Just wait till you try them, then you’ll understand” – I was told.

One day into my Costa Rican trip and three rice and beans meals later, it all made sense! I was hooked on typical Costa Rican food.

traditional Costa Rican foods: Inside a "Soda" in San Jose, Costa Rica
Inside a local’s restaurant in San Jose

Traditional Costa Rican Foods

Over the next two weeks, I had to force myself to branch away from the most famous Costa Rican food, rice and beans. So I could try some of the other traditional Costa Rican foods. The food in Costa Rica is fresh, and there is such a variety! 

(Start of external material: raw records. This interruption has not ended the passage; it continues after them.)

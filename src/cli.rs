use anyhow::Context;
use clap::{Parser, Subcommand};
use serde_json::Value;

/// smarthome-bridge: account linking and intent fulfillment for a local device runtime
#[derive(Parser)]
#[command(name = "smarthome-bridge", version, about)]
pub struct Cli {
    #[command(subcommand)]
    pub command: Option<Commands>,

    /// Base URL of the running bridge for the admin commands
    /// (defaults to http://127.0.0.1:$SMARTHOME_PORT)
    #[arg(long, global = true, env = "SMARTHOME_ADMIN_URL")]
    pub url: Option<String>,
}

#[derive(Subcommand)]
pub enum Commands {
    /// Start the bridge server
    Serve {
        /// Port to bind (defaults to SMARTHOME_PORT)
        #[arg(short, long)]
        port: Option<u16>,
    },

    /// Inspect and manage issued tokens on the running server
    Token {
        #[command(subcommand)]
        command: TokenCommands,
    },

    /// Ask HomeGraph to re-SYNC the linked account
    RequestSync,
}

#[derive(Subcommand)]
pub enum TokenCommands {
    /// Print the code to hand to the local execution app
    Local,
    /// Show token counts and whether an account is linked
    Status,
    /// Revoke every token issued to a user
    Revoke {
        #[arg(long)]
        user: String,
    },
}

/// Talks to the `/admin` routes of a running bridge.
pub struct AdminClient {
    http: reqwest::Client,
    base: String,
    key: String,
}

impl AdminClient {
    pub fn new(base: &str, key: &str) -> anyhow::Result<Self> {
        let http = reqwest::Client::builder()
            .timeout(std::time::Duration::from_secs(10))
            .build()
            .context("failed to build HTTP client")?;
        Ok(Self {
            http,
            base: base.trim_end_matches('/').to_string(),
            key: key.to_string(),
        })
    }

    pub async fn get(&self, path: &str) -> anyhow::Result<Value> {
        self.send(self.http.get(format!("{}{}", self.base, path)))
            .await
    }

    pub async fn post(&self, path: &str, body: &Value) -> anyhow::Result<Value> {
        self.send(self.http.post(format!("{}{}", self.base, path)).json(body))
            .await
    }

    async fn send(&self, req: reqwest::RequestBuilder) -> anyhow::Result<Value> {
        let resp = req
            .header("x-admin-key", &self.key)
            .send()
            .await
            .with_context(|| format!("is the bridge running at {}?", self.base))?;
        let status = resp.status();
        if !status.is_success() {
            let body = resp.text().await.unwrap_or_default();
            anyhow::bail!("admin API returned {}: {}", status, body);
        }
        resp.json().await.context("admin API returned invalid JSON")
    }
}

So, if you are curious about what food is like in Costa Rica, here are the eight that made my list of must-try, typical Costa Rican food.

Gallo Pinto

They say “There is nothing more Tico (the term for local Costa Rican) than Gallo Pinto“, and it’s true. Most days begin with a plate of Gallo Pinto, a dish that consists of Costa Rican rice and beans sautéed with garlic, onions, and cilantro, often served with 1-2 fried or scrambled eggs and a sausage on the side.

If you want to eat Gallo Pinto like a true local, you have to pour some Lizano salsa over your rice and beans and enjoy the meal with a cup of freshly brewed Costa Rican coffee (unfortunately, drinking tea is not a part of the Costa Rican culture).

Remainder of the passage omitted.